Records:
// SPDX-License-Identifier: MIT OR Apache-2.0
// Copyright (c) 2026 Richard Majewski - Varanid Works

//! Process-global configuration.
//!
//! The current model, the global prompt, and the overlay root are mutable at
//! runtime (the proc plugins write them); everything else is resolved from
//! the environment on first use. All accessors are safe to call from any
//! kernel-adapter thread.

use std::path::PathBuf;
use std::sync::{OnceLock, RwLock};

/// Fixed fallback when neither the environment nor a `.model` file says
/// otherwise.
pub const DEFAULT_MODEL: &str = "gpt-4o-2024-08-06";

pub const ENV_PROMPT: &str = "TOUCHFS_PROMPT";
pub const ENV_GLOBAL_PROMPT: &str = "TOUCHFS_GLOBAL_PROMPT";
pub const ENV_FILESYSTEM_PROMPT: &str = "TOUCHFS_FILESYSTEM_GENERATION_PROMPT";
pub const ENV_DEFAULT_MODEL: &str = "TOUCHFS_DEFAULT_MODEL";
pub const ENV_FSNAME: &str = "TOUCHFS_FSNAME";
pub const ENV_TEST_TAG: &str = "TOUCHFS_TEST_TAG";

const CONTENT_TEMPLATE: &str = include_str!("../templates/content_generation.prompt");
const SEED_TEMPLATE: &str = include_str!("../templates/filesystem_generation.prompt");

fn model_cell() -> &'static RwLock<String> {
    static CELL: OnceLock<RwLock<String>> = OnceLock::new();
    CELL.get_or_init(|| {
        let initial = std::env::var(ENV_DEFAULT_MODEL)
            .ok()
            .map(|m| m.trim().to_string())
            .filter(|m| !m.is_empty())
            .unwrap_or_else(|| DEFAULT_MODEL.to_string());
        RwLock::new(initial)
    })
}

fn prompt_cell() -> &'static RwLock<Option<String>> {
    static CELL: OnceLock<RwLock<Option<String>>> = OnceLock::new();
    CELL.get_or_init(|| RwLock::new(None))
}

fn overlay_cell() -> &'static RwLock<Option<PathBuf>> {
    static CELL: OnceLock<RwLock<Option<PathBuf>>> = OnceLock::new();
    CELL.get_or_init(|| RwLock::new(None))
}

pub fn current_model() -> String {
    model_cell().read().expect("settings lock poisoned").clone()
}

/// Update the process-global model. Whitespace is trimmed; empty input is
/// ignored so a stray newline written to `model.default` cannot wipe the
/// setting.
pub fn set_model(model: &str) {
    let trimmed = model.trim();
    if trimmed.is_empty() {
        return;
    }
    tracing::info!(model = %trimmed, "model_updated");
    *model_cell().write().expect("settings lock poisoned") = trimmed.to_string();
}

/// Global content-generation prompt: runtime setting, then environment, then
/// the packaged template.
pub fn global_prompt() -> String {
    if let Some(p) = prompt_cell().read().expect("settings lock poisoned").clone() {
        return p;
    }
    for var in [ENV_GLOBAL_PROMPT, ENV_PROMPT] {
        if let Ok(p) = std::env::var(var) {
            if !p.trim().is_empty() {
                return p;
            }
        }
    }
    CONTENT_TEMPLATE.trim().to_string()
}

pub fn set_global_prompt(prompt: &str) {
    let trimmed = prompt.trim();
    if trimmed.is_empty() {
        return;
    }
    tracing::info!("global_prompt_updated");
    *prompt_cell().write().expect("settings lock poisoned") = Some(trimmed.to_string());
}

/// Seed prompt: explicit argument, then environment. `None` means "mount an
/// empty tree".
pub fn seed_prompt(prompt_arg: Option<&str>) -> Option<String> {
    if let Some(p) = prompt_arg {
        if !p.trim().is_empty() {
            return Some(p.to_string());
        }
    }
    std::env::var(ENV_FILESYSTEM_PROMPT)
        .ok()
        .filter(|p| !p.trim().is_empty())
}

/// System prompt for filesystem seed generation.
pub fn seed_system_prompt() -> &'static str {
    SEED_TEMPLATE
}

/// Overlay root: a real directory searched for `.prompt`/`.model` files
/// before the in-mount tree.
pub fn overlay_root() -> Option<PathBuf> {
    overlay_cell().read().expect("settings lock poisoned").clone()
}

pub fn set_overlay_root(path: Option<PathBuf>) {
    *overlay_cell().write().expect("settings lock poisoned") = path;
}

/// Host-visible filesystem name.
pub fn fsname() -> String {
    std::env::var(ENV_FSNAME)
        .ok()
        .filter(|s| !s.trim().is_empty())
        .unwrap_or_else(|| "touchfs".to_string())
}

pub fn test_tag() -> Option<String> {
    std::env::var(ENV_TEST_TAG).ok().filter(|s| !s.is_empty())
}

Required work: The response must consist solely of the number of lines in the listing above that contain "initial".

Solution to this problem: 2